News

Adam Weber receives the Charles W. Tobias Young Investigator Award from Paul Kohl

Lawrence Berkeley National Laboratory Adam Weber honored with the Electrochemical Society Charles W. Tobias Young Investigator Award

Congratulations to Dr. Adam Weber on being the recipient of the 2014 Electrochemical Society’s Charles W. Tobias Young Investigator Award. This award was established to recognize outstanding scientific and/or engineering work in fundamental or applied electrochemistry by a young scientist or engineer, and is the top award the Electrochemical Society awards for early career investigators. Charles Tobias is widely recognized as one of the founding fathers of the field of electrochemical engineering.
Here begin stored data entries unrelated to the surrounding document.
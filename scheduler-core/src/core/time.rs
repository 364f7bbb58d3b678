// scheduler-core/src/core/time.rs
// ============================================================================
// Module: Fleet Scheduler Time Model
// Description: Canonical epoch-second timestamps for deployment lifecycle.
// Purpose: Provide a serializable, orderable timestamp shared by records.
// Dependencies: serde
// ============================================================================

//! ## Overview
//! `Timestamp` wraps a unix epoch-seconds value. Engine code should prefer
//! taking a timestamp as an argument (supplied by a `Clock`) over calling
//! [`Timestamp::now`] directly, so deployment-lifecycle tests stay
//! deterministic.

// ============================================================================
// SECTION: Imports
// ============================================================================

use std::fmt;
use std::time::SystemTime;
use std::time::UNIX_EPOCH;

use serde::Deserialize;
use serde::Serialize;

// ============================================================================
// SECTION: Timestamp
// ============================================================================

/// Unix epoch-seconds timestamp.
#[derive(Debug, Clone, Copy, PartialEq, Eq, PartialOrd, Ord, Serialize, Deserialize)]
#[serde(transparent)]
pub struct Timestamp(i64);

impl Timestamp {
    /// Wraps a raw epoch-seconds value.
    #[must_use]
    pub const fn from_epoch_seconds(seconds: i64) -> Self {
        Self(seconds)
    }

    /// Returns the current wall-clock time as a timestamp.
    ///
    /// # Panics
    ///
    /// Panics if the system clock is set before the unix epoch.
    #[must_use]
    pub fn now() -> Self {
        #[allow(
            clippy::unwrap_used,
            reason = "the system clock predating 1970 is not a supported environment"
        )]
        let seconds = SystemTime::now().duration_since(UNIX_EPOCH).unwrap().as_secs();
        Self(i64::try_from(seconds).unwrap_or(i64::MAX))
    }

    /// Returns the raw epoch-seconds value.
    #[must_use]
    pub const fn epoch_seconds(self) -> i64 {
        self.0
    }
}

impl fmt::Display for Timestamp {
    fn fmt(&self, f: &mut fmt::Formatter<'_>) -> fmt::Result {
        self.0.fmt(f)
    }
}

/// Supplies timestamps to engine code without reading the wall clock
/// directly, keeping deployment-lifecycle logic deterministic in tests.
pub trait Clock: Send + Sync {
    /// Returns the current timestamp.
    fn now(&self) -> Timestamp;
}

/// Default clock backed by [`SystemTime::now`].
#[derive(Debug, Default, Clone, Copy)]
pub struct SystemClock;

impl Clock for SystemClock {
    fn now(&self) -> Timestamp {
        Timestamp::now()
    }
}

impl<T> Clock for std::sync::Arc<T>
where
    T: Clock,
{
    fn now(&self) -> Timestamp {
        T::now(self)
    }
}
Charles Tobias spent his entire career at the University of California Berkeley and Lawrence Berkeley National Laboratory (LBNL), occupying prestigious positions such as Chairman of the Chemical Engineering Department and Acting Dean of the College of Chemistry and was also a past president of The Electrochemical Society.

Adam Weber is a Staff Scientist in the Electrochemical Technologies Group of the Environmental Energy Technologies Division at LBNL. His current research involves understanding and optimizing fuel-cell and related electrochemical device performance and lifetime, including component and ionomer structure/function studies using advanced modeling and diagnostics, understanding flow batteries for grid-scale energy storage, and analysis of solar-fuel generators where he is a Team Leader for Modeling and Simulation at the Joint Center for Artificial Photosynthesis (JCAP).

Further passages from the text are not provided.